MiddleHeavy jacket: Roll up the jacket in a tight ball and place it in the middle of the backpack, close to your back. The middle region of the backpack should always have the heaviest items. You can store other things like rations or mini stoves in the middle. Other clothes: Roll other clothes and place them in the remaining space, to fill air gaps.
TopWater: Water, although heavy, needs to be easily accessible. So put it in the top region of your backpack. Medicine box: This is another component that you wouldn’t want to be scavenging for when in need. Poncho: It could rain at any time in the mountains. So, ponchos should be accessible easily. Also, having a waterproof poncho at the top of the backpack provides additional waterproofing to items in the bag.

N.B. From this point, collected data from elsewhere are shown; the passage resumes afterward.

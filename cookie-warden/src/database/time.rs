//! Timestamps are stored as `INTEGER` Unix epoch milliseconds (UTC).

use chrono::{DateTime, TimeZone, Utc};

#[inline]
pub fn now_ms() -> i64 {
    Utc::now().timestamp_millis()
}

#[inline]
pub fn datetime_to_ms(dt: DateTime<Utc>) -> i64 {
    dt.timestamp_millis()
}

/// Out-of-range values clamp to the nearest representable timestamp.
pub fn ms_to_datetime(ms: i64) -> DateTime<Utc> {
    match Utc.timestamp_millis_opt(ms) {
        chrono::LocalResult::Single(dt) => dt,
        chrono::LocalResult::Ambiguous(dt, _) => dt,
        chrono::LocalResult::None if ms.is_negative() => DateTime::<Utc>::MIN_UTC,
        chrono::LocalResult::None => DateTime::<Utc>::MAX_UTC,
    }
}

#[cfg(test)]
mod tests {
    use super::*;

    #[test]
    fn test_ms_round_trip_and_clamp() {
        let now = ms_to_datetime(now_ms());
        assert_eq!(ms_to_datetime(datetime_to_ms(now)), now);
        assert_eq!(ms_to_datetime(i64::MAX), DateTime::<Utc>::MAX_UTC);
    }
}
//! Cookie header helpers for the Bilibili passport flows.
//!
//! Credentials are kept as a single `Cookie` header line (`a=1; b=2`). The
//! long-lived refresh token is not an HTTP cookie, but it is stored in the same
//! line under the [`REFRESH_TOKEN_KEY`] pseudo-cookie so one string carries the
//! whole credential. Strip it with [`strip_refresh_token`] before sending.

use std::collections::BTreeMap;
use std::sync::LazyLock;

use regex::Regex;

pub use crate::cookie_header::{extract_cookie_value, parse_cookie_pairs};

/// Name used for storing refresh_token in cookie string.
pub const REFRESH_TOKEN_KEY: &str = "refresh_token";

/// Cookies that lead the rebuilt header, in this order.
const LEADING_COOKIES: [&str; 4] = ["SESSDATA", "bili_jct", "DedeUserID", "DedeUserID__ckMd5"];

static REFRESH_CSRF_RE: LazyLock<Regex> =
    LazyLock::new(|| Regex::new(r#"<div id="1-name">(.*?)</div>"#).unwrap());

/// Extract the one-time `refresh_csrf` token from the correspond page.
///
/// Returns `None` when the `<div id="1-name">` marker is absent or empty.
pub fn extract_refresh_csrf(html: &str) -> Option<String> {
    REFRESH_CSRF_RE
        .captures(html)
        .and_then(|caps| caps.get(1))
        .map(|m| m.as_str().trim().to_string())
        .filter(|token| !token.is_empty())
}

/// Collect `name=value` pairs from `Set-Cookie` response headers.
pub fn parse_set_cookies(headers: &reqwest::header::HeaderMap) -> BTreeMap<String, String> {
    headers
        .get_all(reqwest::header::SET_COOKIE)
        .iter()
        .filter_map(|value| value.to_str().ok())
        .filter_map(|raw| raw.split(';').next())
        .filter_map(|kv| kv.split_once('='))
        .map(|(name, value)| (name.trim().to_string(), value.trim().to_string()))
        .collect()
}

/// Apply `updates` to a cookie header.
///
/// Leading session cookies come first, the remaining ones keep their original
/// order and new names are appended in sorted order.
pub fn rebuild_cookies(original: &str, updates: &BTreeMap<String, String>) -> String {
    let mut pairs = parse_cookie_pairs(original);
    for (name, value) in updates {
        match pairs.iter_mut().find(|(n, _)| n == name) {
            Some(existing) => existing.1 = value.clone(),
            None => pairs.push((name.clone(), value.clone())),
        }
    }
    join_ordered(pairs, &LEADING_COOKIES)
}

fn join_ordered(mut pairs: Vec<(String, String)>, leading: &[&str]) -> String {
    let mut out = Vec::with_capacity(pairs.len());
    for key in leading {
        if let Some(idx) = pairs.iter().position(|(n, _)| n == key) {
            let (n, v) = pairs.remove(idx);
            out.push(format!("{n}={v}"));
        }
    }
    out.extend(pairs.into_iter().map(|(n, v)| format!("{n}={v}")));
    out.join("; ")
}

/// Extract the embedded refresh token, if any.
pub fn extract_refresh_token(cookies: &str) -> Option<String> {
    extract_cookie_value(cookies, REFRESH_TOKEN_KEY).filter(|t| !t.is_empty())
}

/// Embed (or replace) the refresh token pseudo-cookie.
///
/// ```
/// use warden_platforms::bilibili::cookie_utils::embed_refresh_token;
///
/// let with_token = embed_refresh_token("SESSDATA=abc; bili_jct=xyz", "my_token");
/// assert_eq!(with_token, "SESSDATA=abc; bili_jct=xyz; refresh_token=my_token");
/// ```
pub fn embed_refresh_token(cookies: &str, refresh_token: &str) -> String {
    let mut pairs = parse_cookie_pairs(cookies);
    pairs.retain(|(n, _)| n != REFRESH_TOKEN_KEY);
    pairs.push((REFRESH_TOKEN_KEY.to_string(), refresh_token.to_string()));
    let mut leading = LEADING_COOKIES.to_vec();
    leading.push(REFRESH_TOKEN_KEY);
    join_ordered(pairs, &leading)
}

/// Remove the refresh token pseudo-cookie before sending the header.
pub fn strip_refresh_token(cookies: &str) -> String {
    parse_cookie_pairs(cookies)
        .into_iter()
        .filter(|(n, _)| n != REFRESH_TOKEN_KEY)
        .map(|(n, v)| format!("{n}={v}"))
        .collect::<Vec<_>>()
        .join("; ")
}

How to Get Fit for Your Trek
The secret to ascending any trail lies in building your cardiovascular endurance. You can begin by jogging every day. Ideally, you should be able to jog 4 km in 20 minutes before the start of the trek. It takes time to be able to cover this distance in the given time. Start slow and increase your pace every day. Swimming, cycling and stair climbing without too many breaks in between can help too. Strength This is another area you should work on. You will need to build strength in your muscles and in your core body. You can do some squats to strengthen your leg muscles. Do around 3 sets of squats, with 8 squats in each set. Apart from this, you can add planks and crunches to your workout.
Another aspect that will help you trek comfortably is flexibility. For this, you can do some stretching exercises - stretch your hamstrings, quadriceps, hip flexors, lower back muscles and shoulders regularly. Carrying a backpack, however light, can become a strain after a while. These exercises will help you to be in good shape before the trek.